WORK ITEM
Each line of the data that includes the string "github" is to be copied out.
RECORDED DATA Block Start
//! Shortening of fully-qualified symbol names for display.
//!
//! Handles the naming conventions of the languages pprof commonly profiles:
//! Go import paths, Java packages and C++ namespaces.
//!
//! Examples:
//! - `example.com/pkg/v3/sub.Func` -> `sub.Func`
//! - `com.example.Foo.bar(int)` -> `Foo.bar`
//! - `ns::Outer::Inner<int>::method` -> `Outer::Inner<int>::method`

use regex::Regex;
use std::sync::OnceLock;

struct Patterns {
    cpp_anonymous_prefix: Regex,
    go_version: Regex,
    /// Tried in order, first match wins
    conventions: [Regex; 3],
}

fn patterns() -> &'static Patterns {
    static PATTERNS: OnceLock<Patterns> = OnceLock::new();
    PATTERNS.get_or_init(|| Patterns {
        cpp_anonymous_prefix: compile(r"^\(anonymous namespace\)::"),
        go_version: compile(r"^(.*?)/v(?:[2-9]|[1-9][0-9]+)([./].*)$"),
        conventions: [
            // Go: drop every directory of the import path
            compile(r"^(?:[\w\-\.]+/)+(.+)"),
            // Java: drop the package, keep Class.method without arguments
            compile(r"^(?:[a-z]\w*\.)*([A-Z][\w$]*\.(?:<init>|[a-z][\w$]*(?:\$\d+)?))(?:\(|$)"),
            // C++: drop lowercase namespaces, keep the qualified name with templates
            compile(r"^(?:[_a-z]\w*::)+(_*[A-Z].*::~?[_a-zA-Z]\w*(?:<.*>)?)$"),
        ],
    })
}

// Patterns are literals; a failure here is a programming error caught by tests.
#[allow(clippy::expect_used)]
fn compile(pattern: &str) -> Regex {
    Regex::new(pattern).expect("symbol pattern must compile")
}

/// Shorten a fully-qualified symbol name.
///
/// Never fails: names matching none of the conventions are returned unchanged.
pub fn shorten_symbol(full_name: &str) -> String {
    let p = patterns();

    let name = p.cpp_anonymous_prefix.replace(full_name, "");
    let name = p.go_version.replace(&name, "${1}${2}");

    for re in &p.conventions {
        if let Some(caps) = re.captures(&name) {
            return caps
                .iter()
                .skip(1)
                .flatten()
                .map(|m| m.as_str())
                .collect();
        }
    }

    name.into_owned()
}

/// Tree label for a shortened name: the text after the last `.`
pub fn display_key(short_name: &str) -> &str {
    match short_name.rsplit_once('.') {
        Some((_, tail)) => tail,
        None => short_name,
    }
}

#[cfg(test)]
mod tests {
    use super::*;

    #[test]
    fn test_go_import_path() {
        assert_eq!(shorten_symbol("github.com/user/project/pkg.Func"), "pkg.Func");
        assert_eq!(
            shorten_symbol("github.com/user/project/pkg.(*Type).Method"),
            "pkg.(*Type).Method"
        );
        assert_eq!(shorten_symbol("runtime.mallocgc"), "runtime.mallocgc");
    }

    #[test]
    fn test_go_module_version_is_removed() {
        assert_eq!(shorten_symbol("example.com/pkg/v3/sub.Func"), "sub.Func");
        assert_eq!(shorten_symbol("example.com/pkg/v12.Func"), "pkg.Func");
        // v1 is not a major-version suffix
        assert_eq!(shorten_symbol("example.com/v1/sub.Func"), "sub.Func");
        assert_eq!(shorten_symbol("example.com/pkg/v1.Func"), "v1.Func");
    }

    #[test]
    fn test_java_method() {
        assert_eq!(shorten_symbol("com.example.Foo.bar(int)"), "Foo.bar");
        assert_eq!(shorten_symbol("java.lang.Thread.run"), "Thread.run");
        assert_eq!(shorten_symbol("com.example.Foo.<init>"), "Foo.<init>");
        assert_eq!(shorten_symbol("com.example.Foo$Bar.lambda$0"), "Foo$Bar.lambda$0");
    }

    #[test]
    fn test_cpp_namespace() {
        assert_eq!(
            shorten_symbol("ns::Outer::Inner<int>::method"),
            "Outer::Inner<int>::method"
        );
        assert_eq!(shorten_symbol("foo::bar::Baz::~Baz"), "Baz::~Baz");
        assert_eq!(
            shorten_symbol("(anonymous namespace)::detail::Worker::run"),
            "Worker::run"
        );
        assert_eq!(
            shorten_symbol("std::vector<int>::push_back"),
            "std::vector<int>::push_back"
        );
    }

    #[test]
    fn test_unmatched_names_pass_through() {
        assert_eq!(shorten_symbol("main"), "main");
        assert_eq!(shorten_symbol(""), "");
        assert_eq!(shorten_symbol("[unknown]"), "[unknown]");
    }

    #[test]
    fn test_shortening_is_idempotent() {
        for name in [
            "github.com/user/project/pkg.Func",
            "example.com/pkg/v3/sub.Func",
            "com.example.Foo.bar(int)",
            "ns::Outer::Inner<int>::method",
            "(anonymous namespace)::Worker::run",
        ] {
            let once = shorten_symbol(name);
            assert_eq!(shorten_symbol(&once), once, "input: {}", name);
        }
    }

    #[test]
    fn test_display_key() {
        assert_eq!(display_key("pkg.(*Type).Method"), "Method");
        assert_eq!(display_key("Outer::Inner<int>::method"), "Outer::Inner<int>::method");
        assert_eq!(display_key("pkg."), "");
    }
}
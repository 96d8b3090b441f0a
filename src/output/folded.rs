//! Folded stack writer.

use crate::aggregator::{fold_stacks, WeightedCallStack};
use crate::utils::error::OutputError;
use log::info;
use std::fs::File;
use std::io::{BufWriter, Write};
use std::path::Path;

/// Write `stacks` in folded format, one `a;b;c weight` line per stack
pub fn write_folded(
    stacks: &[WeightedCallStack],
    output_path: impl AsRef<Path>,
) -> Result<(), OutputError> {
    let output_path = output_path.as_ref();

    info!("Writing folded stacks to: {}", output_path.display());

    super::validate_path(output_path)?;
    super::ensure_parent_dir(output_path)?;

    let file = File::create(output_path).map_err(OutputError::WriteFailed)?;
    let mut writer = BufWriter::new(file);

    let folded = fold_stacks(stacks);
    for entry in &folded {
        writeln!(writer, "{}", entry.to_line()).map_err(OutputError::WriteFailed)?;
    }
    writer.flush().map_err(OutputError::WriteFailed)?;

    info!("Wrote {} folded stacks", folded.len());
    Ok(())
}
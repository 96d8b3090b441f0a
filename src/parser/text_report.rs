//! Parse pprof's top-down text report into typed rows.
//!
//! Layout:
//! ```text
//! <4 label lines>
//! <dropped nodes detail>
//!       flat  flat%   sum%        cum   cum%
//!      10ms  5.00%  5.00%       40ms 20.00%  pkg.Foo
//! ...
//! ```
//! Rows that do not split into the expected columns (blank lines, stray
//! formatting) are skipped rather than failing the whole report.

use super::schema::{TextItem, TextReport};
use crate::utils::error::ReportError;
use std::io::BufRead;

/// Number of label lines at the top of the report
pub const LABEL_LINES: usize = 4;

/// Lines discarded after the labels (drop detail and column header)
pub const SKIPPED_LINES: usize = 2;

/// Parse a report from an iterator of lines
pub fn parse_text_report<I>(lines: I) -> Result<TextReport, ReportError>
where
    I: IntoIterator,
    I::Item: AsRef<str>,
{
    parse_lines(lines.into_iter().map(Ok))
}

/// Parse a report from a buffered reader
pub fn read_text_report<R: BufRead>(reader: R) -> Result<TextReport, ReportError> {
    parse_lines(reader.lines().map(|line| line.map_err(ReportError::from)))
}

fn parse_lines<I, S>(mut lines: I) -> Result<TextReport, ReportError>
where
    I: Iterator<Item = Result<S, ReportError>>,
    S: AsRef<str>,
{
    let mut labels = Vec::with_capacity(LABEL_LINES);
    while labels.len() < LABEL_LINES {
        match lines.next() {
            Some(line) => labels.push(line?.as_ref().to_string()),
            None => return Err(ReportError::MalformedReport { found: labels.len() }),
        }
    }

    for _ in 0..SKIPPED_LINES {
        if lines.next().transpose()?.is_none() {
            break;
        }
    }

    let mut items = Vec::new();
    for line in lines {
        if let Some(item) = parse_row(line?.as_ref()) {
            items.push(item);
        }
    }

    Ok(TextReport::new(labels, items))
}

/// Parse one `flat flat% sum% cum cum% symbol...` row
pub fn parse_row(line: &str) -> Option<TextItem> {
    let (_flat, rest) = split_token(line)?;
    let (flat_percent, rest) = split_token(rest)?;
    let (_sum_percent, rest) = split_token(rest)?;
    let (_cum, rest) = split_token(rest)?;
    let (cum_percent, symbol) = split_token(rest)?;

    Some(TextItem {
        symbol: symbol.to_string(),
        flat_percent: flat_percent.to_string(),
        cum_percent: cum_percent.to_string(),
    })
}

/// Split at the first whitespace run into `(token, trimmed rest)`.
/// `None` when there is nothing after the token.
fn split_token(s: &str) -> Option<(&str, &str)> {
    let (token, rest) = s.trim().split_once(char::is_whitespace)?;
    Some((token, rest.trim()))
}
//! Export command implementation.
//!
//! The export command:
//! 1. Asks pprof for the profile as protobuf and builds the call tree
//! 2. Asks pprof for one top-down text report per granularity and parses it
//! 3. Writes every artifact locally or pushes it to the collector
//! 4. Optionally writes the merged stacks in folded format to a local file
//!
//! A failing artifact does not stop the others; failures are collected in the
//! returned [`ExportSummary`].

use crate::aggregator::{build_call_tree, CallTreeNode, WeightedCallStack};
use crate::commands::models::{DeliveredArtifact, ExportSummary, FailedArtifact};
use crate::driver::{GoPprof, Granularity, ProfileRenderer};
use crate::output::{artifact_path, write_folded, write_json};
use crate::parser::{parse_profile, parse_text_report, TextReport};
use crate::rpc::{result_url, BenchCoordinates, CollectorClient, FLAMEGRAPH_ARTIFACT};
use crate::utils::config::ExportConfig;
use anyhow::{Context, Result};
use log::{debug, error, info};
use serde::Serialize;
use std::path::{Path, PathBuf};
use std::time::Instant;

/// Summary name of the folded stacks file
pub const FOLDED_ARTIFACT: &str = "folded";

/// Destination of exported artifacts
pub enum ArtifactSink {
    /// Sibling JSON files of a base path
    Local { base: PathBuf },
    /// The remote collector
    Remote(CollectorClient),
}

impl ArtifactSink {
    /// Pick the sink the config asks for
    pub fn from_config(config: &ExportConfig) -> Result<Self> {
        if config.local {
            return Ok(ArtifactSink::Local {
                base: config.local_filename.clone(),
            });
        }

        let client = CollectorClient::new(config.api_url.clone(), BenchCoordinates::from_config(config))
            .context("Failed to create collector client")?;
        Ok(ArtifactSink::Remote(client))
    }

    /// Deliver one artifact, returning where it went
    pub fn deliver<T: Serialize>(&self, artifact: &str, body: &T) -> Result<String> {
        match self {
            ArtifactSink::Local { base } => {
                let path = artifact_path(base, artifact);
                write_json(body, &path)
                    .with_context(|| format!("Failed to write {}", path.display()))?;
                Ok(path.display().to_string())
            }
            ArtifactSink::Remote(client) => {
                client
                    .push(artifact, body)
                    .with_context(|| format!("Failed to push {}", artifact))?;
                Ok(client.endpoint(artifact))
            }
        }
    }
}

/// Execute the export command
///
/// **Public** - main entry point called from main.rs
///
/// # Errors
/// * Invalid configuration
/// * Any artifact that could not be generated or delivered
pub fn execute_export(profile: &Path, config: &ExportConfig) -> Result<ExportSummary> {
    config.validate().context("Invalid export configuration")?;

    let start_time = Instant::now();
    let renderer = GoPprof::from_config(config);
    let sink = ArtifactSink::from_config(config)?;

    let summary = run_export(&renderer, &sink, profile, config);

    info!(
        "Export completed in {:.2}s",
        start_time.elapsed().as_secs_f64()
    );

    if !summary.is_success() {
        anyhow::bail!("Export incomplete: {}", summary);
    }

    if !config.local {
        info!("Successfully published profile data");
        info!(
            "Check it at: {}",
            result_url(&config.codeperf_url, &BenchCoordinates::from_config(config))
        );
    }

    Ok(summary)
}

/// Produce and deliver every artifact for `profile`.
///
/// Never fails as a whole; per-artifact errors are logged and recorded.
pub fn run_export<R: ProfileRenderer>(
    renderer: &R,
    sink: &ArtifactSink,
    profile: &Path,
    config: &ExportConfig,
) -> ExportSummary {
    info!("Exporting profile: {}", profile.display());
    let mut summary = ExportSummary::default();

    match decode_call_stacks(renderer, profile) {
        Ok(stacks) => {
            let tree = generate_flamegraph(&stacks);
            record(
                &mut summary,
                FLAMEGRAPH_ARTIFACT,
                sink.deliver(FLAMEGRAPH_ARTIFACT, &tree),
            );

            if let Some(path) = &config.folded_output {
                let folded = write_folded(&stacks, path)
                    .map(|()| path.display().to_string())
                    .with_context(|| format!("Failed to write {}", path.display()));
                record(&mut summary, FOLDED_ARTIFACT, folded);
            }
        }
        Err(e) => record(&mut summary, FLAMEGRAPH_ARTIFACT, Err(e)),
    }

    for granularity in &config.granularities {
        let report = generate_text_report(renderer, profile, *granularity)
            .and_then(|report| sink.deliver(granularity.as_str(), &report));
        record(&mut summary, granularity.as_str(), report);
    }

    summary
}

fn record(summary: &mut ExportSummary, artifact: &str, result: Result<String>) {
    match result {
        Ok(location) => {
            info!("✓ {} exported to {}", artifact, location);
            summary.delivered.push(DeliveredArtifact {
                artifact: artifact.to_string(),
                location,
            });
        }
        Err(e) => {
            error!("✗ {} failed: {:#}", artifact, e);
            summary.failed.push(FailedArtifact {
                artifact: artifact.to_string(),
                error: format!("{:#}", e),
            });
        }
    }
}

/// Decode the merged, weight-sorted call stacks of a profile
pub fn decode_call_stacks<R: ProfileRenderer>(
    renderer: &R,
    profile: &Path,
) -> Result<Vec<WeightedCallStack>> {
    let proto = renderer
        .render_proto(profile)
        .with_context(|| format!("Cannot read pprof profile from {}", profile.display()))?;

    let stacks = parse_profile(&proto).context("Failed to decode pprof output")?;
    debug!("Decoded {} call stacks", stacks.len());
    Ok(stacks)
}

/// Build the flamegraph call tree from decoded stacks
pub fn generate_flamegraph(stacks: &[WeightedCallStack]) -> CallTreeNode {
    let tree = build_call_tree(stacks);
    info!(
        "Built call tree: {} nodes, total weight {}",
        tree.node_count(),
        tree.cumulative_weight
    );
    tree
}

/// Render and parse the top-down report at one granularity
pub fn generate_text_report<R: ProfileRenderer>(
    renderer: &R,
    profile: &Path,
    granularity: Granularity,
) -> Result<TextReport> {
    let text = renderer
        .render_text(profile, granularity)
        .with_context(|| format!("Cannot render {} report for {}", granularity, profile.display()))?;

    let report = parse_text_report(text.lines())
        .with_context(|| format!("Failed to parse {} report", granularity))?;
    debug!("Parsed {} report: {} rows", granularity, report.total_rows);
    Ok(report)
}
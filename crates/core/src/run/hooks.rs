use super::*;
use crate::*;

impl RunState {
    pub(super) fn invoke_setup_hooks(&mut self, events: &mut EventBus) {
        let caddies = self.player.caddies.clone();
        for caddie in &caddies {
            let snapshot = self.hook_snapshot();
            caddie.on_setup(&mut self.player);
            self.note_trigger(caddie, HookPoint::Setup, snapshot, events);
        }
    }

    pub(super) fn invoke_discard_hooks(&mut self, events: &mut EventBus) {
        let caddies = self.player.caddies.clone();
        for caddie in &caddies {
            let snapshot = self.hook_snapshot();
            caddie.on_discard_draw(&mut self.player);
            self.note_trigger(caddie, HookPoint::DiscardDraw, snapshot, events);
        }
    }

    fn hook_snapshot(&self) -> (i64, u8) {
        (self.player.money, self.player.extra_reveals)
    }

    fn note_trigger(
        &self,
        caddie: &Caddie,
        hook: HookPoint,
        (money, reveals): (i64, u8),
        events: &mut EventBus,
    ) {
        let money_delta = self.player.money - money;
        let reveal_delta = i64::from(self.player.extra_reveals) - i64::from(reveals);
        if money_delta == 0 && reveal_delta == 0 {
            return;
        }
        log::debug!(
            "{} fired on {hook:?}: money {money_delta:+}, reveals {reveal_delta:+}",
            caddie.name
        );
        events.push(Event::CaddieTriggered {
            name: caddie.name.clone(),
            hook,
            money_delta,
            reveal_delta,
        });
    }
}
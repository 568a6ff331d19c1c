use super::*;
use crate::*;

impl RunState {
    pub fn shop_offers(&self) -> Vec<&Caddie> {
        self.config
            .caddies
            .iter()
            .filter(|caddie| !self.player.has_caddie(&caddie.name))
            .collect()
    }

    pub fn shop_view(&self) -> ShopView<'_> {
        ShopView {
            offers: self.shop_offers(),
            money: self.player.money,
            owned: &self.player.caddies,
            next_hole: self.current_hole(),
        }
    }

    /// Buys offer `index` from `shop_offers`. A refused purchase changes nothing.
    pub fn buy_caddie(&mut self, index: usize, events: &mut EventBus) -> Result<Caddie, RunError> {
        self.expect_phase(Phase::Shop)?;
        let caddie = self
            .shop_offers()
            .get(index)
            .map(|caddie| (*caddie).clone())
            .ok_or(RunError::InvalidOfferIndex(index))?;
        self.player
            .purchase(caddie.clone())
            .map_err(|err| match err {
                PlayerError::NotEnoughMoney { have, need } => {
                    RunError::NotEnoughMoney { have, need }
                }
                PlayerError::DuplicateCaddie(name) => RunError::CaddieOwned(name),
            })?;
        log::info!("bought {} for {}", caddie.name, caddie.cost);
        events.push(Event::CaddieBought {
            name: caddie.name.clone(),
            cost: caddie.cost,
            money: self.player.money,
        });
        Ok(caddie)
    }
}
mod console;
mod render;

use anyhow::{bail, Context};
use console::ConsoleInteraction;
use cosmic_golf_autoplay::{run_autoplay, AutoplayConfig};
use cosmic_golf_core::{play_run, EventBus, GameConfig, RunOutcome, RunState};
use cosmic_golf_data::load_game_config;
use std::io::{self, IsTerminal};
use std::path::PathBuf;

const DEFAULT_RUN_SEED: u64 = 0xC0FFEE;
const DEFAULT_ASSETS_DIR: &str = "assets";

#[derive(Debug, Clone, PartialEq, Eq)]
struct CliOptions {
    seed: u64,
    assets: PathBuf,
    auto: bool,
    trace: Option<PathBuf>,
    clear: bool,
    help: bool,
}

impl Default for CliOptions {
    fn default() -> Self {
        Self {
            seed: DEFAULT_RUN_SEED,
            assets: PathBuf::from(DEFAULT_ASSETS_DIR),
            auto: false,
            trace: None,
            clear: true,
            help: false,
        }
    }
}

fn parse_cli_options(args: &[String]) -> anyhow::Result<CliOptions> {
    let mut options = CliOptions::default();
    let mut idx = 0usize;
    while idx < args.len() {
        match args[idx].as_str() {
            "--auto" => options.auto = true,
            "--no-clear" => options.clear = false,
            "--help" | "-h" => options.help = true,
            "--seed" => {
                let value = args.get(idx + 1).context("--seed needs a value")?;
                options.seed = value
                    .parse::<u64>()
                    .with_context(|| format!("invalid seed '{value}'"))?;
                idx += 1;
            }
            "--assets" => {
                let value = args.get(idx + 1).context("--assets needs a directory")?;
                options.assets = PathBuf::from(value);
                idx += 1;
            }
            "--trace" => {
                let value = args.get(idx + 1).context("--trace needs a path")?;
                options.trace = Some(PathBuf::from(value));
                idx += 1;
            }
            other => bail!("unknown option '{other}'"),
        }
        idx += 1;
    }
    Ok(options)
}

fn print_usage() {
    println!("usage: cosmic-golf [--seed N] [--assets DIR] [--auto] [--trace PATH] [--no-clear]");
    println!();
    println!("  --seed N       deck shuffle seed (default {DEFAULT_RUN_SEED})");
    println!("  --assets DIR   directory holding holes.json, rules.json and caddies.json");
    println!("  --auto         let the greedy autoplayer finish the run");
    println!("  --trace PATH   with --auto, write the decision trace as JSON");
    println!("  --no-clear     never clear the terminal between turns");
}

fn main() -> anyhow::Result<()> {
    env_logger::init();
    let args: Vec<String> = std::env::args().skip(1).collect();
    let options = parse_cli_options(&args)?;
    if options.help {
        print_usage();
        return Ok(());
    }
    let config = load_game_config(&options.assets)
        .with_context(|| format!("load game data from {}", options.assets.display()))?;
    log::info!(
        "starting run: seed {}, {} holes",
        options.seed,
        config.hole_count()
    );
    if options.auto {
        run_auto(config, &options)
    } else {
        run_console(config, &options)
    }
}

fn run_auto(config: GameConfig, options: &CliOptions) -> anyhow::Result<()> {
    let autoplay = AutoplayConfig {
        seed: options.seed,
        ..AutoplayConfig::default()
    };
    let report = run_autoplay(config, autoplay).context("autoplay run")?;
    println!("{}", report.to_text_report());
    if let Some(path) = options.trace.as_ref() {
        report
            .write_trace(path)
            .with_context(|| format!("write trace to {}", path.display()))?;
        println!("trace written to {}", path.display());
    }
    Ok(())
}

fn run_console(config: GameConfig, options: &CliOptions) -> anyhow::Result<()> {
    let stdin = io::stdin();
    let clear = options.clear && io::stdout().is_terminal();
    let mut player = ConsoleInteraction::new(stdin.lock(), io::stdout(), clear);
    player.say("Welcome to COSMIC GOLF!");
    player.say("Your goal is to complete all Holes by getting a score at or below the target.");
    let _ = player.read_line("Press Enter to start your run...");

    let mut run = RunState::new(config, options.seed);
    let mut events = EventBus::default();
    let outcome = play_run(&mut run, &mut player, &mut events).context("play run")?;
    for event in events.drain() {
        log::debug!("event: {event:?}");
    }

    if let RunOutcome::Completed { earnings } = outcome {
        player.say("");
        player.say(format!(
            "CONGRATULATIONS! You have completed your run! Total earnings: ${earnings}"
        ));
    }
    player.say("Thanks for playing Cosmic Golf!");
    Ok(())
}

#[cfg(test)]
mod tests {
    use super::*;

    fn args(list: &[&str]) -> Vec<String> {
        list.iter().map(|arg| arg.to_string()).collect()
    }

    #[test]
    fn defaults_without_arguments() {
        let options = parse_cli_options(&[]).expect("parse");
        assert_eq!(options, CliOptions::default());
        assert_eq!(options.seed, DEFAULT_RUN_SEED);
        assert!(options.clear);
    }

    #[test]
    fn parses_every_flag() {
        let options = parse_cli_options(&args(&[
            "--seed",
            "42",
            "--assets",
            "data",
            "--auto",
            "--trace",
            "out/trace.json",
            "--no-clear",
        ]))
        .expect("parse");
        assert_eq!(options.seed, 42);
        assert_eq!(options.assets, PathBuf::from("data"));
        assert!(options.auto);
        assert_eq!(options.trace, Some(PathBuf::from("out/trace.json")));
        assert!(!options.clear);
    }

    #[test]
    fn rejects_bad_values() {
        assert!(parse_cli_options(&args(&["--seed"])).is_err());
        assert!(parse_cli_options(&args(&["--seed", "many"])).is_err());
        assert!(parse_cli_options(&args(&["--wat"])).is_err());
    }
}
RECORDED DATA Block End
TASK RESULT
        assert_eq!(shorten_symbol("github.com/user/project/pkg.Func"), "pkg.Func");
            shorten_symbol("github.com/user/project/pkg.(*Type).Method"),
            "github.com/user/project/pkg.Func",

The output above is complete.